Fix doc

units/en/unit4/pg-theorem.mdx

@@ -21,18 +21,18 @@ So we have:
 
 We can rewrite the gradient of the sum as the sum of the gradient:
 
-\\( =  \sum_{\tau} \nabla_\theta (P(\tau;\theta)R(\tau)) = \sum_{\tau} \nabla_\theta P(\tau;\theta)R(\tau) \\) as \\(R(\tau)\\) is not dependent on \\(\theta\\)
+\\(\nabla_\theta J(\theta) =  \sum_{\tau} \nabla_\theta (P(\tau;\theta)R(\tau)) = \sum_{\tau} \nabla_\theta P(\tau;\theta)R(\tau) \\) as \\(R(\tau)\\) is not dependent on \\(\theta\\)
 
-We then multiply every term in the sum by \\(\frac{P(\tau;\theta)}{P(\tau;\theta)}\\)(which is possible since it's = 1)
+We then multiply every term in the sum by \\(\frac{P(\tau;\theta)}{P(\tau;\theta)}\\)(which is possible since it's = 1):
 
-\\( = \sum_{\tau} \frac{P(\tau;\theta)}{P(\tau;\theta)}\nabla_\theta P(\tau;\theta)R(\tau) \\)
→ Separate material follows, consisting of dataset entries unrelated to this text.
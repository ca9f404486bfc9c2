use std::collections::HashSet;
use std::sync::{Mutex, MutexGuard, PoisonError};
use std::time::Duration;

use async_trait::async_trait;
use tokio::sync::{mpsc, watch};

use crate::model::{ActionRecord, LogId, ACTION_COLLECTION, TASK_COLLECTION};
use crate::store::{
    ActionFilter, ChangeEvent, ChangeStream, DocumentStore, OperationType, Sort, StoreError,
};

/// In-memory document store for tests and local runs. Not durable.
///
/// Faults can be injected to simulate outages: an unreachable server, a
/// dropped connection, failing writes for chosen tasks and failing queries.
pub struct MemoryStore {
    inner: Mutex<Inner>,
    link: watch::Sender<Link>,
}

#[derive(Default)]
struct Inner {
    unreachable: bool,
    connected: bool,
    fail_queries: bool,
    records: Vec<ActionRecord>,
    tasks: HashSet<String>,
    failing_creates: HashSet<String>,
    watchers: Vec<mpsc::UnboundedSender<Result<ChangeEvent, StoreError>>>,
    connect_attempts: usize,
    task_lookups: usize,
    query_delay: Duration,
    write_delay: Duration,
}

#[derive(Clone, Default)]
struct Link {
    connected: bool,
    reason: String,
}

impl Default for MemoryStore {
    fn default() -> Self {
        Self::new()
    }
}

impl MemoryStore {
    pub fn new() -> Self {
        let (link, _) = watch::channel(Link::default());
        Self {
            inner: Mutex::new(Inner::default()),
            link,
        }
    }

    fn inner(&self) -> MutexGuard<'_, Inner> {
        self.inner.lock().unwrap_or_else(PoisonError::into_inner)
    }

    /// Makes subsequent `connect` calls fail (or succeed again).
    pub fn set_reachable(&self, reachable: bool) {
        self.inner().unreachable = !reachable;
    }

    /// Drops the live connection: `closed()` resolves and change streams end.
    pub fn drop_connection(&self, reason: &str) {
        tracing::debug!(reason, "memory store dropping connection");
        {
            let mut inner = self.inner();
            inner.connected = false;
            inner.watchers.clear();
        }
        self.link.send_replace(Link {
            connected: false,
            reason: reason.to_string(),
        });
    }

    /// Makes every query fail until reset.
    pub fn set_fail_queries(&self, fail: bool) {
        self.inner().fail_queries = fail;
    }

    /// Delays every `find` by `delay` before it reads the records.
    pub fn set_query_delay(&self, delay: Duration) {
        self.inner().query_delay = delay;
    }

    /// Delays every `create` by `delay` before the record lands.
    pub fn set_write_delay(&self, delay: Duration) {
        self.inner().write_delay = delay;
    }

    /// Makes `create` fail for records of `task_id`.
    pub fn fail_creates_for(&self, task_id: &str) {
        self.inner().failing_creates.insert(task_id.to_string());
    }

    pub fn clear_create_failures(&self) {
        self.inner().failing_creates.clear();
    }

    pub fn insert_task(&self, task_id: &str) {
        self.inner().tasks.insert(task_id.to_string());
    }

    /// Removes a task and notifies watchers.
    pub fn delete_task(&self, task_id: &str) {
        let mut inner = self.inner();
        inner.tasks.remove(task_id);
        inner.notify(TASK_COLLECTION, OperationType::Delete);
    }

    /// Seeds a record as if it had been written earlier. No notification.
    pub fn insert_record(&self, record: ActionRecord) {
        self.inner().records.push(record);
    }

    /// Removes the record with `log_id` and notifies watchers.
    pub fn delete_action(&self, log_id: LogId) {
        let mut inner = self.inner();
        inner.records.retain(|r| r.log_id != log_id);
        inner.notify(ACTION_COLLECTION, OperationType::Delete);
    }

    /// Every stored record, in insertion order.
    pub fn records(&self) -> Vec<ActionRecord> {
        self.inner().records.clone()
    }

    pub fn connect_attempts(&self) -> usize {
        self.inner().connect_attempts
    }

    pub fn task_lookups(&self) -> usize {
        self.inner().task_lookups
    }

    pub fn is_connected(&self) -> bool {
        self.inner().connected
    }
}

impl Inner {
    fn ensure_queryable(&self) -> Result<(), StoreError> {
        if !self.connected {
            return Err(StoreError::Unavailable("not connected".into()));
        }
        if self.fail_queries {
            return Err(StoreError::Query("injected query failure".into()));
        }
        Ok(())
    }

    fn notify(&mut self, collection: &str, operation: OperationType) {
        let event = ChangeEvent {
            collection: collection.to_string(),
            operation,
        };
        self.watchers.retain(|tx| tx.send(Ok(event.clone())).is_ok());
    }
}

#[async_trait]
impl DocumentStore for MemoryStore {
    async fn connect(&self) -> Result<(), StoreError> {
        {
            let mut inner = self.inner();
            inner.connect_attempts += 1;
            if inner.unreachable {
                tracing::debug!(attempt = inner.connect_attempts, "memory store refusing connection");
                return Err(StoreError::Unavailable("connection refused".into()));
            }
            inner.connected = true;
        }
        self.link.send_replace(Link {
            connected: true,
            reason: String::new(),
        });
        Ok(())
    }

    async fn closed(&self) -> StoreError {
        let mut rx = self.link.subscribe();
        let reason = match rx.wait_for(|link| !link.connected).await {
            Ok(link) => link.reason.clone(),
            Err(_) => "store dropped".to_string(),
        };
        StoreError::Closed(reason)
    }

    async fn find(
        &self,
        filter: &ActionFilter,
        sort: Sort,
        limit: usize,
    ) -> Result<Vec<ActionRecord>, StoreError> {
        let delay = self.inner().query_delay;
        if !delay.is_zero() {
            tokio::time::sleep(delay).await;
        }
        let inner = self.inner();
        inner.ensure_queryable()?;
        let mut hits: Vec<ActionRecord> = inner
            .records
            .iter()
            .filter(|r| filter.matches(r))
            .cloned()
            .collect();
        hits.sort_by(|a, b| sort.compare(a, b));
        hits.truncate(limit);
        Ok(hits)
    }

    async fn task_exists(&self, task_id: &str) -> Result<bool, StoreError> {
        let mut inner = self.inner();
        inner.task_lookups += 1;
        inner.ensure_queryable()?;
        Ok(inner.tasks.contains(task_id))
    }

    async fn create(&self, record: &ActionRecord) -> Result<ActionRecord, StoreError> {
        let delay = self.inner().write_delay;
        if !delay.is_zero() {
            tokio::time::sleep(delay).await;
        }
        let mut inner = self.inner();
        if !inner.connected {
            return Err(StoreError::Unavailable("not connected".into()));
        }
        if inner.failing_creates.contains(&record.task_id) {
            return Err(StoreError::Write("injected write failure".into()));
        }
        inner.records.push(record.clone());
        inner.notify(ACTION_COLLECTION, OperationType::Insert);
        Ok(record.clone())
    }

    async fn watch(&self) -> Result<ChangeStream, StoreError> {
        let mut inner = self.inner();
        if !inner.connected {
            return Err(StoreError::Unavailable("not connected".into()));
        }
        let (tx, rx) = mpsc::unbounded_channel();
        inner.watchers.push(tx);
        let stream = futures::stream::unfold(rx, |mut rx| async move {
            rx.recv().await.map(|event| (event, rx))
        });
        Ok(Box::pin(stream))
    }
}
+\\(\nabla_\theta J(\theta) = \sum_{\tau} \frac{P(\tau;\theta)}{P(\tau;\theta)}\nabla_\theta P(\tau;\theta)R(\tau) \\)
 
 
 We can simplify further this since \\( \frac{P(\tau;\theta)}{P(\tau;\theta)}\nabla_\theta P(\tau;\theta) =  P(\tau;\theta)\frac{\nabla_\theta P(\tau;\theta)}{P(\tau;\theta)}  \\). 
 
 Thus we can rewrite the sum as
 
-\\( P(\tau;\theta)\frac{\nabla_\theta P(\tau;\theta)}{P(\tau;\theta)}= \sum_{\tau} P(\tau;\theta) \frac{\nabla_\theta P(\tau;\theta)}{P(\tau;\theta)}R(\tau) \\)
+\\(\sum_{\tau} P(\tau;\theta) \frac{\nabla_\theta P(\tau;\theta)}{P(\tau;\theta)}R(\tau) \\)
 
 We can then use the *derivative log trick* (also called *likelihood ratio trick* or *REINFORCE trick*), a simple rule in calculus that implies that \\( \nabla_x log f(x) = \frac{\nabla_x f(x)}{f(x)} \\)
 
@@ -70,10 +70,8 @@ We also know that the gradient of the sum is equal to the sum of gradient:
 \\( \nabla_\theta log P(\tau^{(i)};\theta)=\nabla_\theta log\mu(s_0) + \nabla_\theta \sum\limits_{t=0}^{H} log P(s_{t+1}^{(i)}|s_{t}^{(i)} a_{t}^{(i)}) + \nabla_\theta \sum\limits_{t=0}^{H} log \pi_\theta(a_{t}^{(i)}|s_{t}^{(i)}) \\)
 
 
-Since neither initial state distribution or state transition dynamics of the MDP are dependent of \\(\theta\\), the derivate of both terms are 0. So we can remove them:
-
-Since:
-\\(\nabla_\theta \sum_{t=0}^{H} log P(s_{t+1}^{(i)}|s_{t}^{(i)}  a_{t}^{(i)}) = 0 \\) and \\( \nabla_\theta \mu(s_0) = 0\\)
+Since neither initial state distribution or state transition dynamics of the MDP are dependent of \\(\theta\\), the derivate of both terms are 0 
+(\\(\nabla_\theta \sum_{t=0}^{H} log P(s_{t+1}^{(i)}|s_{t}^{(i)}  a_{t}^{(i)}) = 0 \\) and \\( \nabla_\theta \mu(s_0) = 0\\)). So we can remove them:
 
 \\(\nabla_\theta log P(\tau^{(i)};\theta) =   \nabla_\theta \sum_{t=0}^{H} log \pi_\theta(a_{t}^{(i)}|s_{t}^{(i)})\\)